Turning now to Italy, whose press greeted the strike in Great Britain as proof positive that Fascism affords the only salvation for modern society, we find the regimentation of Labor - and incidentally of Capital-proceeding apace. Under the direction of Edmondo Rossoni, National Secretary of the Fascist Unions, the latter were gradually substituted for unions of the General Federation of Labor, which were disbanded either voluntarily or under duress. This development naturally pleased employers. Soon, however, the Fascist unions began to acquire intimidating strength and a mind of their own, particularly after they were enlarged to take in professional and intellectual workers, including journalists. This alarmed both Capital and Cabinet, and the Fascist inner circle decided that a strong helmsman must be put in control of its own creations. For a time Farinacci, the fiery ex-Secretary of the Fascisti Party, was suggested for this post. He himself is an ex-railway man, and a person with enough force of character to handle the problem. But Mussolini, doubtless with the Tarquinian legend of the taller flowers in mind, decided to take the job himself -naturally ad interim.

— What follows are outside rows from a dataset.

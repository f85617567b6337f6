//! Domain entities for BackdorOS.
//!
//! This module contains pure business logic with no infrastructure
//! dependencies.  The one concept that lives here is the virtual filesystem:
//! a process-wide map from names to in-memory byte buffers.
//!
//! Code in outer layers (the session state machine, the TCP server) depends
//! on the domain, but the domain never depends on them.

/// In-memory virtual filesystem.
///
/// See [`store::VirtualStore`] for the main type.
pub mod store;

Augusto Turati, now SecretaryGeneral of the National Fascist Party, recently published a leader in La Tribuna, which is a Rome mouthpiece of the Government, defending the new system thus established. He said: 'Ever since its birth Fascism has held

that the social classes, categories, and groups have divergent interests to sustain and defend, but that two fundamental and absolute conceptions overrule this divergency-production and the nation.' We take this to mean that the authority of the Government must remain supreme, and that the country's work must not be interrupted, no matter how acute the antagonism between Labor and Capital may become. This is perfect in theory, even if it is a little platitudinous; but proves nothing as to how the machinery that the Fascisti have set up to enforce that theory will work in a great crisis. The scheme includes compulsory arbitration of industrial disputes and compulsory organization of both workers and employers. Such a system was established nearly thirty years ago in New Zealand and Australia, where it has prevented the kind of strikes and lockouts that cause society the least inconvenience, but has not abolished those great labor conflicts that shake the social structure to its foundations.

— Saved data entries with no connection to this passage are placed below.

//! Incremental line framer for the session byte stream.
//!
//! TCP is a *stream* protocol: a single `read()` may return half a command, or
//! three commands at once.  [`LineFramer`] accumulates bytes across reads and
//! hands out complete lines one at a time, so the session can change mode
//! between two lines that arrived in the same chunk.
//!
//! ```text
//! chunk 1: "DI"          -> buffer "DI"            -> no line yet
//! chunk 2: "R\nREAD f\n" -> lines "DIR", "READ f"  -> buffer ""
//! ```

use thiserror::Error;

/// Newline byte that terminates every line.
pub const LINE_DELIMITER: u8 = b'\n';

/// Default upper bound on a single buffered line (1 MiB).
pub const DEFAULT_MAX_LINE_BYTES: usize = 1024 * 1024;

/// Errors reported for an individual line.  None of them poison the framer.
#[derive(Debug, Error, PartialEq, Eq)]
pub enum FrameError {
    /// The line is not valid UTF-8.
    #[error("Unable to decode input as UTF-8 (invalid byte at offset {valid_up_to})")]
    InvalidUtf8 { valid_up_to: usize },

    /// A line grew past the configured limit and was discarded.
    #[error("Line too long: exceeded {limit} bytes and was discarded")]
    LineTooLong { limit: usize },
}

/// Splits an inbound byte stream into `\n`-terminated lines.
#[derive(Debug)]
pub struct LineFramer {
    buffer: Vec<u8>,
    max_line_bytes: usize,
    /// Set once an overlong partial line was dropped; the rest of that line
    /// (up to its delimiter) is skipped rather than framed as a new line.
    discarding: bool,
}

impl Default for LineFramer {
    fn default() -> Self {
        Self::new(DEFAULT_MAX_LINE_BYTES)
    }
}

impl LineFramer {
    /// Creates a framer that refuses lines longer than `max_line_bytes`.
    pub fn new(max_line_bytes: usize) -> Self {
        Self {
            buffer: Vec::with_capacity(256),
            max_line_bytes: max_line_bytes.max(1),
            discarding: false,
        }
    }

    /// Appends a chunk received from the transport.
    ///
    /// Returns [`FrameError::LineTooLong`] when the pending partial line now
    /// exceeds the limit.  The oversized data is dropped and the framer keeps
    /// working: the tail of that line is skipped up to its delimiter.
    pub fn extend(&mut self, chunk: &[u8]) -> Result<(), FrameError> {
        let mut chunk = chunk;

        if self.discarding {
            match chunk.iter().position(|&b| b == LINE_DELIMITER) {
                Some(pos) => {
                    self.discarding = false;
                    chunk = &chunk[pos + 1..];
                }
                None => return Ok(()),
            }
        }

        self.buffer.extend_from_slice(chunk);

        // Only the bytes after the last delimiter form the pending partial line.
        let partial_len = match self.buffer.iter().rposition(|&b| b == LINE_DELIMITER) {
            Some(pos) => self.buffer.len() - pos - 1,
            None => self.buffer.len(),
        };

        if partial_len > self.max_line_bytes {
            let keep = self.buffer.len() - partial_len;
            self.buffer.truncate(keep);
            self.discarding = true;
            return Err(FrameError::LineTooLong {
                limit: self.max_line_bytes,
            });
        }

        Ok(())
    }

    /// Removes and returns the next complete line, without its delimiter.
    ///
    /// A complete line longer than the limit (possible when it arrived inside
    /// a single chunk) is dropped and reported as
    /// [`FrameError::LineTooLong`]; the following lines are unaffected.
    pub fn next_line(&mut self) -> Option<Result<Vec<u8>, FrameError>> {
        let pos = self.buffer.iter().position(|&b| b == LINE_DELIMITER)?;
        if pos > self.max_line_bytes {
            self.buffer.drain(..=pos);
            return Some(Err(FrameError::LineTooLong {
                limit: self.max_line_bytes,
            }));
        }
        let mut line: Vec<u8> = self.buffer.drain(..=pos).collect();
        line.pop();
        Some(Ok(line))
    }

    /// Bytes received but not yet resolved into a complete line.
    pub fn pending(&self) -> &[u8] {
        &self.buffer
    }
}

/// Decodes a framed line as UTF-8.
///
/// # Errors
///
/// Returns [`FrameError::InvalidUtf8`] for malformed input.  The caller
/// reports it and moves on to the next line.
pub fn decode_line(line: Vec<u8>) -> Result<String, FrameError> {
    String::from_utf8(line).map_err(|e| FrameError::InvalidUtf8 {
        valid_up_to: e.utf8_error().valid_up_to(),
    })
}

// ── Tests ─────────────────────────────────────────────────────────────────────

#[cfg(test)]
mod tests {
    use super::*;

    fn drain(framer: &mut LineFramer) -> Vec<Vec<u8>> {
        std::iter::from_fn(|| framer.next_line())
            .map(|line| line.unwrap())
            .collect()
    }

    #[test]
    fn test_single_complete_line() {
        let mut framer = LineFramer::default();
        framer.extend(b"DIR\n").unwrap();
        assert_eq!(drain(&mut framer), vec![b"DIR".to_vec()]);
        assert!(framer.pending().is_empty());
    }

    #[test]
    fn test_line_split_across_two_chunks_is_one_line() {
        // Arrange
        let mut framer = LineFramer::default();

        // Act: "DIR" then "\n" delivered separately
        framer.extend(b"DIR").unwrap();
        let first = drain(&mut framer);
        framer.extend(b"\n").unwrap();
        let second = drain(&mut framer);

        // Assert
        assert!(first.is_empty(), "no line before the delimiter arrives");
        assert_eq!(second, vec![b"DIR".to_vec()]);
    }

    #[test]
    fn test_multiple_lines_in_one_chunk_keep_order() {
        let mut framer = LineFramer::default();
        framer.extend(b"WRITE - f\nhello\nEOF\nREA").unwrap();

        assert_eq!(
            drain(&mut framer),
            vec![b"WRITE - f".to_vec(), b"hello".to_vec(), b"EOF".to_vec()]
        );
        assert_eq!(framer.pending(), b"REA");
    }

    #[test]
    fn test_empty_line_is_emitted() {
        let mut framer = LineFramer::default();
        framer.extend(b"\n").unwrap();
        assert_eq!(drain(&mut framer), vec![Vec::<u8>::new()]);
    }

    #[test]
    fn test_carriage_return_is_preserved() {
        let mut framer = LineFramer::default();
        framer.extend(b"DIR\r\n").unwrap();
        assert_eq!(framer.next_line(), Some(Ok(b"DIR\r".to_vec())));
    }

    #[test]
    fn test_overlong_partial_line_is_discarded_until_delimiter() {
        // Arrange
        let mut framer = LineFramer::new(4);
        framer.extend(b"ok\n").unwrap();

        // Act: "toolong" overflows; the tail "xx" belongs to the same line
        let err = framer.extend(b"toolong").unwrap_err();
        framer.extend(b"xx\nDIR\n").unwrap();

        // Assert: the good lines before and after survive
        assert_eq!(err, FrameError::LineTooLong { limit: 4 });
        assert_eq!(drain(&mut framer), vec![b"ok".to_vec(), b"DIR".to_vec()]);
    }

    #[test]
    fn test_overlong_complete_line_in_one_chunk_is_rejected() {
        // Arrange
        let mut framer = LineFramer::new(8);

        // Act: the whole line and the next one arrive together
        framer.extend(b"0123456789\nDIR\n").unwrap();
        let first = framer.next_line();
        let second = framer.next_line();

        // Assert
        assert_eq!(first, Some(Err(FrameError::LineTooLong { limit: 8 })));
        assert_eq!(second, Some(Ok(b"DIR".to_vec())));
        assert_eq!(framer.next_line(), None);
    }

    #[test]
    fn test_line_exactly_at_limit_is_accepted() {
        let mut framer = LineFramer::new(3);
        framer.extend(b"DIR\n").unwrap();
        assert_eq!(drain(&mut framer), vec![b"DIR".to_vec()]);
    }

    #[test]
    fn test_decode_line_accepts_utf8() {
        assert_eq!(decode_line("héllo".as_bytes().to_vec()).unwrap(), "héllo");
    }

    #[test]
    fn test_decode_line_reports_invalid_utf8() {
        let err = decode_line(vec![b'a', 0xFF, b'b']).unwrap_err();
        assert_eq!(err, FrameError::InvalidUtf8 { valid_up_to: 1 });
    }
}
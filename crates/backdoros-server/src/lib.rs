//! backdoros-server library entry point.
//!
//! Re-exports all public modules so that integration tests in `tests/`
//! and the binary entry point in `main.rs` share the same module tree.

pub mod application;
pub mod infrastructure;
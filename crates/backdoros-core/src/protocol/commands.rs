//! Static command registry.
//!
//! Every command the shell understands is described once, in [`COMMANDS`],
//! with its description, usage string and minimum argument count.  The
//! handler is identified by a [`CommandKind`] tag; the session layer matches
//! on the tag to run the right code, so adding a command is a compile-checked
//! two-step change (new table row + new match arm).
//!
//! Lookup is case-insensitive: the first word of a line is upper-cased before
//! it is looked up.

/// Identifies which handler runs a command.
#[derive(Debug, Clone, Copy, PartialEq, Eq, Hash)]
pub enum CommandKind {
    Write,
    Read,
    Delete,
    Dir,
    Help,
    Quit,
    Reboot,
    Shutdown,
    Uptime,
    Repl,
    Debug,
    Cls,
}

/// One row of the command table.
#[derive(Debug, Clone, Copy, PartialEq, Eq)]
pub struct CommandSpec {
    /// Upper-case command name.
    pub name: &'static str,
    /// One-line human description shown by `HELP`.
    pub description: &'static str,
    /// Argument synopsis shown by `HELP`, if the command takes arguments.
    pub usage: Option<&'static str>,
    /// Minimum number of arguments (excluding the command name).
    pub min_args: usize,
    pub kind: CommandKind,
}

/// The canonical command table, in `HELP` display order.
pub const COMMANDS: &[CommandSpec] = &[
    CommandSpec {
        name: "WRITE",
        description: "write file to mem",
        usage: Some("[-|url|path] [filename]"),
        min_args: 2,
        kind: CommandKind::Write,
    },
    CommandSpec {
        name: "READ",
        description: "read file from mem/disk",
        usage: Some("[path]"),
        min_args: 1,
        kind: CommandKind::Read,
    },
    CommandSpec {
        name: "DELETE",
        description: "delete file from mem",
        usage: Some("[filename]"),
        min_args: 1,
        kind: CommandKind::Delete,
    },
    CommandSpec {
        name: "DIR",
        description: "list all files on mem",
        usage: None,
        min_args: 0,
        kind: CommandKind::Dir,
    },
    CommandSpec {
        name: "REPL",
        description: "in-memory expression REPL",
        usage: None,
        min_args: 0,
        kind: CommandKind::Repl,
    },
    CommandSpec {
        name: "HELP",
        description: "print this screen",
        usage: None,
        min_args: 0,
        kind: CommandKind::Help,
    },
    CommandSpec {
        name: "REBOOT",
        description: "stopping and restarting the system",
        usage: None,
        min_args: 0,
        kind: CommandKind::Reboot,
    },
    CommandSpec {
        name: "SHUTDOWN",
        description: "close down the system",
        usage: None,
        min_args: 0,
        kind: CommandKind::Shutdown,
    },
    CommandSpec {
        name: "QUIT",
        description: "close this session",
        usage: None,
        min_args: 0,
        kind: CommandKind::Quit,
    },
    CommandSpec {
        name: "UPTIME",
        description: "print how long the system has been running",
        usage: None,
        min_args: 0,
        kind: CommandKind::Uptime,
    },
    CommandSpec {
        name: "DEBUG",
        description: "toggle debug mode",
        usage: Some("[true|false|status]"),
        min_args: 1,
        kind: CommandKind::Debug,
    },
    CommandSpec {
        name: "CLS",
        description: "attempt to clear the screen",
        usage: None,
        min_args: 0,
        kind: CommandKind::Cls,
    },
];

/// Outcome of resolving a tokenized line against the table.
#[derive(Debug, Clone, PartialEq, Eq)]
pub enum Resolution {
    /// The line had no words.
    Empty,
    /// No command has this (upper-cased) name.
    Unknown(String),
    /// The command exists but too few arguments were given.
    NotEnoughParameters(&'static CommandSpec),
    /// The command exists and has enough arguments.
    Ready {
        spec: &'static CommandSpec,
        args: Vec<String>,
    },
}

/// Read-only view over [`COMMANDS`].
#[derive(Debug, Clone, Copy, Default)]
pub struct CommandTable;

impl CommandTable {
    /// Finds a command by name, ignoring case.
    pub fn lookup(name: &str) -> Option<&'static CommandSpec> {
        let upper = name.to_uppercase();
        COMMANDS.iter().find(|spec| spec.name == upper)
    }

    /// All commands in display order.
    pub fn all() -> &'static [CommandSpec] {
        COMMANDS
    }

    /// Resolves a tokenized line (command name first) into a [`Resolution`].
    pub fn resolve(mut words: Vec<String>) -> Resolution {
        if words.is_empty() {
            return Resolution::Empty;
        }
        let name = words.remove(0).to_uppercase();
        match Self::lookup(&name) {
            None => Resolution::Unknown(name),
            Some(spec) if words.len() < spec.min_args => Resolution::NotEnoughParameters(spec),
            Some(spec) => Resolution::Ready { spec, args: words },
        }
    }
}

RUSSIA REBUFFED BUT TIRELESS

SEVERAL things have happened recently to discourage the Bolsheviki. The Third International has lost its nimbus, not only in Europe and America, but also to a very considerable extent in Asia. Conditions at home as well as abroad are responsible for this. Zinoviev, who was its master mind, has lost his former influence in Soviet councils. All evidence seems to agree, moreover, that his effacement is but a symbol of the change that is occurring not only in the Soviet programme but in the spirit animating the Moscow leaders. Hope of world revolution, at least as an event near enough to count in practical politics, has faded, and

with the vanishing of that vision the life has gone out of the Communist International.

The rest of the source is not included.